Problem description:
Comb through the entries for "word" and pull out each line that holds it.

Stored data:
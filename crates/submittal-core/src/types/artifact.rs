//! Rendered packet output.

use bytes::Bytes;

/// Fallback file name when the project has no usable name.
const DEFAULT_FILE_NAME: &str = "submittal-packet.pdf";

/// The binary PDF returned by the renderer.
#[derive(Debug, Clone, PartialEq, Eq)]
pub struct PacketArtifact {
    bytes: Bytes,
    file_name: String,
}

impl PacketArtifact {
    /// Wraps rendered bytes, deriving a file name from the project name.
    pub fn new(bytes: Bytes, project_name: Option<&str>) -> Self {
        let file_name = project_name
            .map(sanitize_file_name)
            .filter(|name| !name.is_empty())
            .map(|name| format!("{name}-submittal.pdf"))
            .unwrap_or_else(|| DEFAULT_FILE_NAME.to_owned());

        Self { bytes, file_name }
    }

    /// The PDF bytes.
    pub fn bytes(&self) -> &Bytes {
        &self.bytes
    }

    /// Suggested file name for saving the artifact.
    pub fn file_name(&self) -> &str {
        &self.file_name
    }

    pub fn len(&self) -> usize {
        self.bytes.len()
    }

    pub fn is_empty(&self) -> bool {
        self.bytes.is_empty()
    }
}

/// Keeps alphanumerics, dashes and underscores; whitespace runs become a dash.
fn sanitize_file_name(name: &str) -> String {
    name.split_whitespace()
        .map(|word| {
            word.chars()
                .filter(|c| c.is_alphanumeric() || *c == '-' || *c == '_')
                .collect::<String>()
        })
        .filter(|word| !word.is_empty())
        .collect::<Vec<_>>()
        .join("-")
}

Output for this exercise:
        .map(|word| {
            word.chars()
        .filter(|word| !word.is_empty())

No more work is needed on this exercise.